This must be the first time that ‘Dives and Lazurus’ [Roud 477] was presented with such frolicsome abandon, but this is what we’re coming to expect from Nick Hart, one of the most idiosyncratic and skilful interpreters of traditional song on the scene today, and a man with a very particular, thankfully irrepressible, sense of humour (spend time on his Instagram channel if you’d like to find out more).
Traditional folk fans will know ‘Dives and Lazarus’ from countless versions and arrangements recorded over the years, not least ‘Five Variants of Dives and Lazarus’, composed by Ralph Vaughan-Williams in 1939. Others that have turned their attentions to this tale of biblical proportions include Martin Simpson, The Young Tradition, Bert Lloyd, and Nic Jones (which is where Nick Hart first came across the song). There’s a solemnity common to each version, something which Hart seems to have done away with.

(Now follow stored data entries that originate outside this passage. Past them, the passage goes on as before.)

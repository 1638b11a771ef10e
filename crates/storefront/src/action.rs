//! `ActionState`: the JSON envelope every mutating endpoint answers with.
//!
//! ```json
//! { "status": "success", "message": "Article ajouté au panier.", "data": { ... } }
//! { "status": "error", "message": "Ce code promo a expiré.", "data": null }
//! ```

use axum::{
    Json,
    http::StatusCode,
    response::{IntoResponse, Response},
};
use serde::{Deserialize, Serialize};

/// Outcome discriminant of an [`ActionState`].
#[derive(Debug, Clone, Copy, PartialEq, Eq, Serialize, Deserialize)]
#[serde(rename_all = "snake_case")]
pub enum ActionStatus {
    Success,
    Error,
}

/// Typed result of a user action.
#[derive(Debug, Clone, Serialize, Deserialize)]
pub struct ActionState<T> {
    pub status: ActionStatus,
    pub message: Option<String>,
    pub data: Option<T>,
}

impl<T> ActionState<T> {
    /// Successful action carrying `data`.
    #[must_use]
    pub const fn success(data: T) -> Self {
        Self {
            status: ActionStatus::Success,
            message: None,
            data: Some(data),
        }
    }

    /// Attach a user-facing message.
    #[must_use]
    pub fn with_message(mut self, message: impl Into<String>) -> Self {
        self.message = Some(message.into());
        self
    }

    /// Failed action with a user-facing message and no data.
    #[must_use]
    pub fn error(message: impl Into<String>) -> Self {
        Self {
            status: ActionStatus::Error,
            message: Some(message.into()),
            data: None,
        }
    }

    #[must_use]
    pub fn is_success(&self) -> bool {
        self.status == ActionStatus::Success
    }
}

impl ActionState<()> {
    /// Success with only a message.
    #[must_use]
    pub fn done(message: impl Into<String>) -> Self {
        Self {
            status: ActionStatus::Success,
            message: Some(message.into()),
            data: None,
        }
    }
}

impl<T: Serialize> IntoResponse for ActionState<T> {
    fn into_response(self) -> Response {
        let status = match self.status {
            ActionStatus::Success => StatusCode::OK,
            ActionStatus::Error => StatusCode::UNPROCESSABLE_ENTITY,
        };
        (status, Json(self)).into_response()
    }
}

#[cfg(test)]
#[allow(clippy::unwrap_used)]
mod tests {
    use super::*;

    #[test]
    fn test_success_shape() {
        let state = ActionState::success(serde_json::json!({"order_id": 7}))
            .with_message("Commande créée.");
        let value = serde_json::to_value(&state).unwrap();
        assert_eq!(value["status"], "success");
        assert_eq!(value["message"], "Commande créée.");
        assert_eq!(value["data"]["order_id"], 7);
    }

    #[test]
    fn test_error_shape() {
        let state: ActionState<()> = ActionState::error("Votre panier est vide.");
        let value = serde_json::to_value(&state).unwrap();
        assert_eq!(value["status"], "error");
        assert!(value["data"].is_null());
        assert!(!state.is_success());
    }
}
//! Account route handlers.
//!
//! These routes require authentication.

use axum::{Json, extract::State};

use crate::action::ActionState;
use crate::error::Result;
use crate::middleware::RequireAuth;
use crate::models::order::OrderWithItems;
use crate::services::account::{AccountExport, AccountService, DeletionStatus};
use crate::state::AppState;

fn service(state: &AppState) -> AccountService<'_> {
    AccountService::new(
        state.pool(),
        state.email(),
        state.config().jobs.account_deletion_grace_days,
    )
}

/// Order history.
///
/// # Errors
///
/// Returns an error if the query fails.
pub async fn orders(
    State(state): State<AppState>,
    RequireAuth(user): RequireAuth,
) -> Result<Json<Vec<OrderWithItems>>> {
    Ok(Json(service(&state).orders(user.id).await?))
}

/// Download everything stored about the account.
///
/// # Errors
///
/// Returns an error if a query fails.
pub async fn export(
    State(state): State<AppState>,
    RequireAuth(user): RequireAuth,
) -> Result<Json<AccountExport>> {
    Ok(Json(service(&state).export(user.id).await?))
}

/// Request deletion of the account.
///
/// # Errors
///
/// Returns `BusinessError::AccountClosed` for an anonymized account.
#[tracing::instrument(skip_all, fields(user_id = %user.id))]
pub async fn request_deletion(
    State(state): State<AppState>,
    RequireAuth(user): RequireAuth,
) -> Result<ActionState<DeletionStatus>> {
    let status = service(&state).request_deletion(user.id).await?;
    Ok(ActionState::success(status).with_message(
        "Votre demande de suppression a été enregistrée. Vous pouvez l'annuler jusqu'à la date indiquée.",
    ))
}

/// Withdraw a pending deletion request.
///
/// # Errors
///
/// Returns `BusinessError::NoPendingDeletion` if nothing is pending.
#[tracing::instrument(skip_all, fields(user_id = %user.id))]
pub async fn cancel_deletion(
    State(state): State<AppState>,
    RequireAuth(user): RequireAuth,
) -> Result<ActionState<DeletionStatus>> {
    let status = service(&state).cancel_deletion(user.id).await?;
    Ok(ActionState::success(status).with_message("Votre demande de suppression a été annulée."))
}
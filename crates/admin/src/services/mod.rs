//! Back-office business logic.
//!
//! # Services
//!
//! - `orders` - Order detail and status transitions (ship, deliver, cancel)
//! - `refunds` - Refund calculation, provider refunds and settlement
//! - `discounts` - Promo code validation and management

pub mod discounts;
pub mod orders;
pub mod refunds;
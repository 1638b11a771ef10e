//! Newtype IDs for type-safe entity references.
//!
//! Use the `define_id!` macro to create type-safe ID wrappers that prevent
//! accidentally mixing IDs from different entity types.

/// Macro to define a type-safe ID wrapper.
///
/// Creates a newtype wrapper around `i32` with:
/// - `Serialize`/`Deserialize` with `#[serde(transparent)]`
/// - `Debug`, `Clone`, `Copy`, `PartialEq`, `Eq`, `Hash`
/// - Conversion methods: `new()`, `as_i32()`
/// - `From<i32>` and `Into<i32>` implementations
/// - `sqlx` `Type`, `Encode`, and `Decode` implementations (with `postgres` feature)
///
/// # Example
///
/// ```rust
/// # use synclune_core::define_id;
/// define_id!(CustomerId);
/// define_id!(InvoiceId);
///
/// let customer_id = CustomerId::new(1);
/// let invoice_id = InvoiceId::new(1);
///
/// // These are different types, so this won't compile:
/// // let _: CustomerId = invoice_id;
/// ```
#[macro_export]
macro_rules! define_id {
    ($name:ident) => {
        #[derive(
            Debug,
            Clone,
            Copy,
            PartialEq,
            Eq,
            PartialOrd,
            Ord,
            Hash,
            ::serde::Serialize,
            ::serde::Deserialize
        )]
        #[serde(transparent)]
        pub struct $name(i32);

        impl $name {
            /// Create a new ID from an i32 value.
            #[must_use]
            pub const fn new(id: i32) -> Self {
                Self(id)
            }

            /// Get the underlying i32 value.
            #[must_use]
            pub const fn as_i32(&self) -> i32 {
                self.0
            }
        }

        impl ::core::fmt::Display for $name {
            fn fmt(&self, f: &mut ::core::fmt::Formatter<'_>) -> ::core::fmt::Result {
                write!(f, "{}", self.0)
            }
        }

        impl From<i32> for $name {
            fn from(id: i32) -> Self {
                Self(id)
            }
        }

        impl From<$name> for i32 {
            fn from(id: $name) -> Self {
                id.0
            }
        }

        #[cfg(feature = "postgres")]
        impl ::sqlx::Type<::sqlx::Postgres> for $name {
            fn type_info() -> ::sqlx::postgres::PgTypeInfo {
                <i32 as ::sqlx::Type<::sqlx::Postgres>>::type_info()
            }

            fn compatible(ty: &::sqlx::postgres::PgTypeInfo) -> bool {
                <i32 as ::sqlx::Type<::sqlx::Postgres>>::compatible(ty)
            }
        }

        #[cfg(feature = "postgres")]
        impl<'r> ::sqlx::Decode<'r, ::sqlx::Postgres> for $name {
            fn decode(
                value: ::sqlx::postgres::PgValueRef<'r>,
            ) -> ::core::result::Result<Self, ::sqlx::error::BoxDynError> {
                let id = <i32 as ::sqlx::Decode<::sqlx::Postgres>>::decode(value)?;
                Ok(Self(id))
            }
        }

        #[cfg(feature = "postgres")]
        impl ::sqlx::Encode<'_, ::sqlx::Postgres> for $name {
            fn encode_by_ref(
                &self,
                buf: &mut ::sqlx::postgres::PgArgumentBuffer,
            ) -> ::std::result::Result<::sqlx::encode::IsNull, ::sqlx::error::BoxDynError> {
                <i32 as ::sqlx::Encode<::sqlx::Postgres>>::encode_by_ref(&self.0, buf)
            }
        }
    };
}

// Define standard entity IDs
define_id!(UserId);
define_id!(ProductId);
define_id!(SkuId);
define_id!(SkuMediaId);
define_id!(CartId);
define_id!(CartItemId);
define_id!(OrderId);
define_id!(OrderItemId);
define_id!(DiscountId);
define_id!(DiscountUsageId);
define_id!(RefundId);
define_id!(RefundItemId);
define_id!(WebhookEventId);

#[cfg(test)]
mod tests {
    use super::*;

    #[test]
    fn test_id_roundtrip() {
        let id = OrderId::new(42);
        assert_eq!(id.as_i32(), 42);
        assert_eq!(i32::from(id), 42);
        assert_eq!(OrderId::from(42), id);
    }

    #[test]
    fn test_id_display() {
        assert_eq!(SkuId::new(7).to_string(), "7");
    }

    #[test]
    fn test_ids_order_by_value() {
        let mut ids = vec![SkuMediaId::new(9), SkuMediaId::new(2), SkuMediaId::new(5)];
        ids.sort();
        assert_eq!(ids, vec![SkuMediaId::new(2), SkuMediaId::new(5), SkuMediaId::new(9)]);
        assert!(OrderId::new(1) < OrderId::new(2));
    }

    #[test]
    fn test_id_serde_transparent() {
        let json = serde_json::to_string(&DiscountId::new(3)).expect("serialize");
        assert_eq!(json, "3");
        let id: DiscountId = serde_json::from_str("3").expect("deserialize");
        assert_eq!(id, DiscountId::new(3));
    }
}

Not that this is a bad thing at all. In fact, it’s an incredibly refreshing take, produced by a man, “deprived of a sound engineer and locked away in a house full of strange instruments” (see the pic at the top of this page). Given plenty of lockdown time to work on tweaking his usually paired-down approach to traditional music, he appears to have plumped for something that sounds like a desert tribe arriving at a Medieval English village, expecting a party.
It’s a strident, gritty sound, achieved through the overdubbing of lyre, bowed banjo (both homemade), viola da gamba, whistles, and percussion, all performed by the man himself. It’ll please and surprise anyone who bought either of his previous albums, and prompt other musicians playing English traditional music to note this rare and enthralling approach.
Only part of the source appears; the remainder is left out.